ALINE BASSIN @BassinAline

2022 entrera peut-être dans l’histoire suisse comme l’année qui verra la petite arvine ou l’absinthe se glisser dans les rayons de Migros. La Fédération des coopératives du groupe a en tout cas modifié il y a un mois ses statuts pour ouvrir la porte à cette possibilité. Conséquence: les dix sections régionales du géant orange pourront consulter leurs membres l’an prochain pour tenter d’obtenir le droit de trahir la mémoire du fondateur de l’empire: jusqu’à sa mort en 1962, Gottlieb Duttweiler s’est en effet toujours catégoriquement opposé à la vente d’alcool dans ses supermarchés. Capitaliste d’obédience humaniste, le commerçant zurichois se refusait à alimenter une dépendance qui faisait des ravages dans les couches populaires.

L’exercice de démocratie économique qui se profile s’annonce passionnant, car l’affaire n’est pas du tout pliée. Si les dirigeants du groupe ont décidé de planter un dernier clou dans le cercueil de Gottlieb Duttweiler, rien ne dit que les deux millions de Confédérés qui possèdent un petit bout du leader suisse de la grande distribution soient prêts à porter un nouveau coup de canif dans la mémoire du père fondateur.

La polémique déclenchée par l’annonce des dirigeants de Migros rappelle en effet à quel point la coopérative occupe une place à part dans l’inconscient collectif helvétique. Souvent immortalisé un chapeau vissé sur la tête et un cigare à la bouche, le géniteur du premier employeur du pays a réussi l’exploit de tisser un lien quasi charnel entre la population suisse et son entreprise, transformée en coopérative en 1942.

De la guerre des prix à l’îlot de cherté

Cette position unique doit beaucoup à ce statut juridique particulier. Elle résulte surtout de la vision commerciale qui amena dès 1925 cet entrepreneur né à entrer en conflit ouvert avec les acteurs établis du commerce de détail. En devenant un impitoyable casseur de prix, il ne réussira pas seulement à s’imposer comme leader suisse de la grande distribution. Il ancrera dans l’esprit des Helvètes l’image d’une société bienveillante, soucieuse du bien-être de sa clientèle.

Son choix de bannir alcool et tabac de ses étals a beaucoup contribué à forger ce mythe. L’homme estimait que s’il en vendait, il serait contraint, fidèle à sa ligne, de le faire au prix le plus bas, poussant ainsi à la consommation.

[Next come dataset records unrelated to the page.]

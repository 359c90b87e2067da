use serde::{Deserialize, Serialize};
use thiserror::Error;

#[derive(Debug, Clone, PartialEq, Eq, Error)]
pub enum DomainError {
    #[error("tooth number {0} is outside 1..=32")]
    InvalidToothNumber(u8),
}

#[derive(Debug, Clone, Copy, PartialEq, Eq, Serialize, Deserialize)]
#[serde(rename_all = "snake_case")]
pub enum ErrorCode {
    Validation,
    InvalidTransition,
}

/// Serializable form of a rejected wizard action, for hosts that relay it.
#[derive(Debug, Clone, Serialize, Deserialize)]
pub struct ApiError {
    pub code: ErrorCode,
    pub message: String,
}

impl ApiError {
    pub fn new(code: ErrorCode, message: impl Into<String>) -> Self {
        Self {
            code,
            message: message.into(),
        }
    }
}
use std::fmt;

use serde::{Deserialize, Serialize};

use crate::error::DomainError;

macro_rules! id_newtype {
    ($name:ident) => {
        #[derive(Debug, Clone, PartialEq, Eq, Hash, PartialOrd, Ord, Serialize, Deserialize)]
        #[serde(transparent)]
        pub struct $name(pub String);

        impl $name {
            pub fn new(value: impl Into<String>) -> Self {
                Self(value.into())
            }

            pub fn as_str(&self) -> &str {
                &self.0
            }

            /// Blank identifiers count as "nothing selected".
            pub fn is_blank(&self) -> bool {
                self.0.trim().is_empty()
            }
        }

        impl fmt::Display for $name {
            fn fmt(&self, f: &mut fmt::Formatter<'_>) -> fmt::Result {
                f.write_str(&self.0)
            }
        }

        impl From<&str> for $name {
            fn from(value: &str) -> Self {
                Self(value.to_string())
            }
        }

        impl From<String> for $name {
            fn from(value: String) -> Self {
                Self(value)
            }
        }
    };
}

id_newtype!(LabId);
id_newtype!(DoctorId);
id_newtype!(CategoryId);
id_newtype!(SubcategoryId);
id_newtype!(ProductId);
id_newtype!(StageId);

#[derive(Debug, Clone, Copy, PartialEq, Eq, Hash, Serialize, Deserialize)]
#[serde(rename_all = "snake_case")]
pub enum Arch {
    Upper,
    Lower,
    Both,
}

impl Arch {
    pub fn contains(self, tooth: ToothNumber) -> bool {
        match self {
            Self::Upper => tooth.is_upper(),
            Self::Lower => !tooth.is_upper(),
            Self::Both => true,
        }
    }
}

impl fmt::Display for Arch {
    fn fmt(&self, f: &mut fmt::Formatter<'_>) -> fmt::Result {
        let label = match self {
            Self::Upper => "upper",
            Self::Lower => "lower",
            Self::Both => "both",
        };
        f.write_str(label)
    }
}

/// A permanent tooth in Universal numbering: 1-16 upper, 17-32 lower.
#[derive(Debug, Clone, Copy, PartialEq, Eq, Hash, PartialOrd, Ord, Serialize, Deserialize)]
#[serde(try_from = "u8", into = "u8")]
pub struct ToothNumber(u8);

impl ToothNumber {
    pub const FIRST: u8 = 1;
    pub const LAST: u8 = 32;
    const LAST_UPPER: u8 = 16;

    pub fn new(number: u8) -> Result<Self, DomainError> {
        if (Self::FIRST..=Self::LAST).contains(&number) {
            Ok(Self(number))
        } else {
            Err(DomainError::InvalidToothNumber(number))
        }
    }

    pub fn get(self) -> u8 {
        self.0
    }

    pub fn is_upper(self) -> bool {
        self.0 <= Self::LAST_UPPER
    }
}

impl TryFrom<u8> for ToothNumber {
    type Error = DomainError;

    fn try_from(value: u8) -> Result<Self, Self::Error> {
        Self::new(value)
    }
}

impl From<ToothNumber> for u8 {
    fn from(value: ToothNumber) -> Self {
        value.0
    }
}

impl fmt::Display for ToothNumber {
    fn fmt(&self, f: &mut fmt::Formatter<'_>) -> fmt::Result {
        write!(f, "#{}", self.0)
    }
}

#[derive(Debug, Clone, Serialize, Deserialize)]
pub struct LabSummary {
    pub lab_id: LabId,
    pub name: String,
}

#[derive(Debug, Clone, Serialize, Deserialize)]
pub struct DoctorSummary {
    pub doctor_id: DoctorId,
    pub name: String,
    #[serde(default, skip_serializing_if = "Option::is_none")]
    pub lab_id: Option<LabId>,
}

#[derive(Debug, Clone, Serialize, Deserialize)]
pub struct ProductSummary {
    pub product_id: ProductId,
    pub name: String,
}

#[derive(Debug, Clone, Serialize, Deserialize)]
pub struct SubcategorySummary {
    pub subcategory_id: SubcategoryId,
    pub name: String,
    #[serde(default)]
    pub products: Vec<ProductSummary>,
}

#[derive(Debug, Clone, Serialize, Deserialize)]
pub struct CategorySummary {
    pub category_id: CategoryId,
    pub name: String,
    #[serde(default)]
    pub subcategories: Vec<SubcategorySummary>,
}

#[derive(Debug, Clone, Serialize, Deserialize)]
pub struct StageSummary {
    pub stage_id: StageId,
    pub name: String,
}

Le projet économique de Migros différait en fait très peu de celui d’un Aldi ou d’un Lidl aujourd’hui.

Le succès croissant que rencontrent ces «hard discounters» depuis leur arrivée en Suisse il y a une quinzaine d’années a certainement joué un rôle déterminant dans la décision des dirigeants du géant orange. Leur implantation réussie en Suisse a fait sauter un dernier verrou. Elle a aussi montré à quel point Migros s’était progressivement éloigné de ses valeurs originelles, participant activement, de concert avec son concurrent Coop, à créer l’îlot de cherté qu’est devenue la Suisse.

Le double jeu de Migros

Sur la vente d’alcool, le distributeur chéri des Helvètes joue un double jeu de notoriété publique depuis près d’un quart de siècle. Après avoir mis la main sur les magasins Pick Pay dans les années 90, il s’est emparé durant la décennie suivante de Denner. Il a installé depuis fort opportunément cette enseigne à côté de nombre de ses quelque 750 supermarchés.

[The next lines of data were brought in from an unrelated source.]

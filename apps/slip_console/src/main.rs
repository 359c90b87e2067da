use std::{fs, path::PathBuf};

use anyhow::{Context, Result};
use clap::{Parser, Subcommand};
use shared::protocol::{CompletedSlip, SlipEvent};
use slip_wizard::{load_settings, Catalog, SlipWizard, WizardStep};
use tracing_subscriber::EnvFilter;

mod script;

#[derive(Parser, Debug)]
struct Cli {
    /// TOML settings file; missing means defaults.
    #[arg(long, default_value = "slip_wizard.toml")]
    settings: PathBuf,
    #[command(subcommand)]
    command: Command,
}

#[derive(Subcommand, Debug)]
enum Command {
    /// Replay a JSON action script against a fresh wizard.
    Run {
        #[arg(long)]
        script: PathBuf,
        #[arg(long)]
        catalog: Option<PathBuf>,
    },
    /// Print the wizard's steps in order.
    Steps,
}

fn main() -> Result<()> {
    tracing_subscriber::fmt()
        .with_env_filter(
            EnvFilter::try_from_default_env().unwrap_or_else(|_| EnvFilter::new("info")),
        )
        .with_writer(std::io::stderr)
        .init();
    let cli = Cli::parse();

    match cli.command {
        Command::Run { script, catalog } => {
            let settings = load_settings(&cli.settings)?;
            let catalog = catalog.map(|path| load_catalog(&path)).transpose()?;
            let raw = fs::read_to_string(&script)
                .with_context(|| format!("failed to read script {}", script.display()))?;
            let actions = script::parse_script(&raw)
                .with_context(|| format!("failed to parse script {}", script.display()))?;

            let mut wizard = SlipWizard::new(settings, Vec::<CompletedSlip>::new());
            wizard.set_catalog(catalog);
            let summary = script::run_script(&mut wizard, actions);

            for slip in wizard.submitter() {
                let event = SlipEvent::SlipCompleted { slip: slip.clone() };
                println!("{}", serde_json::to_string_pretty(&event)?);
            }
            tracing::info!(
                applied = summary.applied,
                rejected = summary.rejected.len(),
                submitted = wizard.submitter().len(),
                "script finished"
            );
        }
        Command::Steps => {
            for step in WizardStep::all() {
                println!("{step}");
            }
        }
    }

    Ok(())
}

fn load_catalog(path: &PathBuf) -> Result<Catalog> {
    let raw = fs::read_to_string(path)
        .with_context(|| format!("failed to read catalog {}", path.display()))?;
    serde_json::from_str(&raw).with_context(|| format!("failed to parse catalog {}", path.display()))
}
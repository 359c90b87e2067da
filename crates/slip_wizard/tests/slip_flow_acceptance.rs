use shared::{domain::Arch, protocol::CompletedSlip};
use slip_wizard::{
    can_advance, transition, visible_modal, ArchSelection, Catalog, ModalKind, NavigationIntent,
    SideEffect, SlipDraft, SlipWizard, StepInput, WizardSettings, WizardStep,
};

fn catalog() -> Catalog {
    serde_json::from_str(
        r#"{
            "labs": [{ "lab_id": "L1", "name": "Northside Dental Lab" }],
            "doctors": [{ "doctor_id": "D1", "name": "Dr. Alvarez" }],
            "categories": [
                {
                    "category_id": "A",
                    "name": "Crowns",
                    "subcategories": [
                        { "subcategory_id": "S", "name": "Zirconia",
                          "products": [{ "product_id": "P", "name": "Full Contour" }] }
                    ]
                },
                {
                    "category_id": "B",
                    "name": "Bridges",
                    "subcategories": [
                        { "subcategory_id": "T", "name": "PFM",
                          "products": [{ "product_id": "Q", "name": "Three Unit" }] }
                    ]
                }
            ],
            "stages": [{ "stage_id": "extraction", "name": "Extraction" }]
        }"#,
    )
    .expect("catalog json")
}

#[test]
fn scenario_continue_on_empty_lab_step_is_rejected() {
    let next = transition(WizardStep::Lab, NavigationIntent::Continue, &SlipDraft::new());
    assert_eq!(next.next_step, WizardStep::Lab);
}

#[test]
fn scenario_continue_with_lab_moves_to_step_two() {
    let mut draft = SlipDraft::new();
    draft.set_lab(Some("L1".into()));
    let next = transition(WizardStep::Lab, NavigationIntent::Continue, &draft);
    assert_eq!(next.next_step.number(), 2);
}

#[test]
fn scenario_stage_continue_opens_arch_modal_and_holds_step() {
    let mut draft = SlipDraft::new();
    draft.set_lab(Some("L1".into()));
    draft.set_doctor(Some("D1".into()));
    draft.set_patient_name("Jane Doe");
    draft.set_category(Some("A".into()));
    draft.set_subcategory(Some("S".into()));
    draft.set_product(Some("P".into()));
    draft.set_stages(["extraction".into()]);

    let next = transition(WizardStep::Stage, NavigationIntent::Continue, &draft);
    assert_eq!(next.side_effect, SideEffect::OpenArchModal);
    assert_eq!(next.next_step, WizardStep::Stage);
    assert_eq!(
        visible_modal(WizardStep::Stage, NavigationIntent::Continue.into(), &draft),
        ModalKind::ArchSelection
    );
}

#[test]
fn scenario_cancel_at_patient_step_confirms_then_resets() {
    let mut wizard =
        SlipWizard::new(WizardSettings::default(), Vec::<CompletedSlip>::new()).with_catalog(catalog());
    wizard.continue_with(StepInput::Lab("L1".into())).expect("lab");
    wizard.continue_with(StepInput::Doctor("D1".into())).expect("doctor");
    assert_eq!(wizard.step().number(), 3);

    wizard.cancel().expect("cancel");
    assert_eq!(wizard.visible_modal(), ModalKind::CancelConfirmation);

    wizard.confirm_cancel().expect("confirm");
    assert_eq!(wizard.draft(), &SlipDraft::default());
    assert!(!wizard.is_open());
}

#[test]
fn failing_drafts_never_advance_on_steps_one_to_six() {
    let mut draft = SlipDraft::new();
    draft.set_stages(["extraction".into()]);
    for step in &WizardStep::all()[..6] {
        assert!(!can_advance(*step, &draft));
        assert_eq!(
            transition(*step, NavigationIntent::Continue, &draft).next_step,
            *step
        );
    }
}

#[test]
fn category_change_forward_invalidates_through_the_wizard() {
    let mut wizard =
        SlipWizard::new(WizardSettings::default(), Vec::<CompletedSlip>::new()).with_catalog(catalog());
    for input in [
        StepInput::Lab("L1".into()),
        StepInput::Doctor("D1".into()),
        StepInput::Patient("Jane Doe".to_string()),
        StepInput::Category("A".into()),
        StepInput::Subcategory("S".into()),
        StepInput::Product("P".into()),
    ] {
        wizard.continue_with(input).expect("accepted");
    }
    while wizard.step() != WizardStep::Category {
        wizard.back().expect("back");
    }

    wizard
        .continue_with(StepInput::Category("B".into()))
        .expect("category B");
    assert_eq!(wizard.draft().subcategory(), None);
    assert_eq!(wizard.draft().product(), None);
}

#[test]
fn full_flow_hands_one_slip_to_the_submitter() {
    let mut wizard =
        SlipWizard::new(WizardSettings::default(), Vec::<CompletedSlip>::new()).with_catalog(catalog());
    for input in [
        StepInput::Lab("L1".into()),
        StepInput::Doctor("D1".into()),
        StepInput::Patient("  Jane Doe ".to_string()),
        StepInput::Category("B".into()),
        StepInput::Subcategory("T".into()),
        StepInput::Product("Q".into()),
        StepInput::Stages(vec!["extraction".into()]),
    ] {
        wizard.continue_with(input).expect("accepted");
    }
    assert_eq!(wizard.visible_modal(), ModalKind::ArchSelection);

    wizard
        .confirm_arch(ArchSelection::arch(Arch::Both))
        .expect("arch confirmed");

    let slips = wizard.submitter();
    assert_eq!(slips.len(), 1);
    assert_eq!(slips[0].patient_name, "Jane Doe");
    assert_eq!(slips[0].product_id.as_str(), "Q");
    assert_eq!(slips[0].arch, Some(Arch::Both));

    let json = serde_json::to_value(&slips[0]).expect("serialize");
    assert_eq!(json["arch"], "both");
    assert_eq!(json["stage_ids"][0], "extraction");
}
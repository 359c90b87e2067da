use crate::catalog::Catalog;

pub(crate) fn sample_catalog() -> Catalog {
    serde_json::from_value(serde_json::json!({
        "labs": [
            { "lab_id": "L1", "name": "Northside Dental Lab" },
            { "lab_id": "L2", "name": "Harbor Ceramics" }
        ],
        "doctors": [
            { "doctor_id": "D1", "name": "Dr. Alvarez", "lab_id": "L1" },
            { "doctor_id": "D2", "name": "Dr. Brooks" }
        ],
        "categories": [
            {
                "category_id": "crowns",
                "name": "Crowns",
                "subcategories": [
                    {
                        "subcategory_id": "zirconia",
                        "name": "Zirconia",
                        "products": [{ "product_id": "full-contour", "name": "Full Contour" }]
                    },
                    {
                        "subcategory_id": "emax",
                        "name": "e.max",
                        "products": [{ "product_id": "layered", "name": "Layered" }]
                    }
                ]
            },
            {
                "category_id": "dentures",
                "name": "Dentures",
                "subcategories": [
                    {
                        "subcategory_id": "acrylic",
                        "name": "Acrylic",
                        "products": [{ "product_id": "complete", "name": "Complete Denture" }]
                    }
                ]
            }
        ],
        "stages": [
            { "stage_id": "extraction", "name": "Extraction" },
            { "stage_id": "impression", "name": "Impression" },
            { "stage_id": "shade", "name": "Shade" }
        ]
    }))
    .expect("sample catalog")
}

Bref, Migros n’a plus rien depuis longtemps du trublion impertinent qui bouleversa le paysage suisse de la consommation, et c’est sans doute dans l’ordre des choses économiques. Quelle que soit la décision des deux millions de «propriétaires» du groupe, il est grand temps d’en prendre acte et de couper le cordon ombilical. Car, dotés d’un fort pouvoir d’achat, de nombreux Suisses ont la déconcertante tendance à consommer davantage avec leur coeur qu’avec leur portemonnaie, un comportement qui n’aide pas à faire fonctionner efficacement la concurrence. Après une sérieuse pesée d’intérêts, Migros a d’ailleurs sans doute estimé que le dégât d’image occasionné aurait un impact économique largement inférieur aux millions du marché suisse de l’alcool en jeu. Et tant pis pour l’esprit de Gottlieb Duttweiler.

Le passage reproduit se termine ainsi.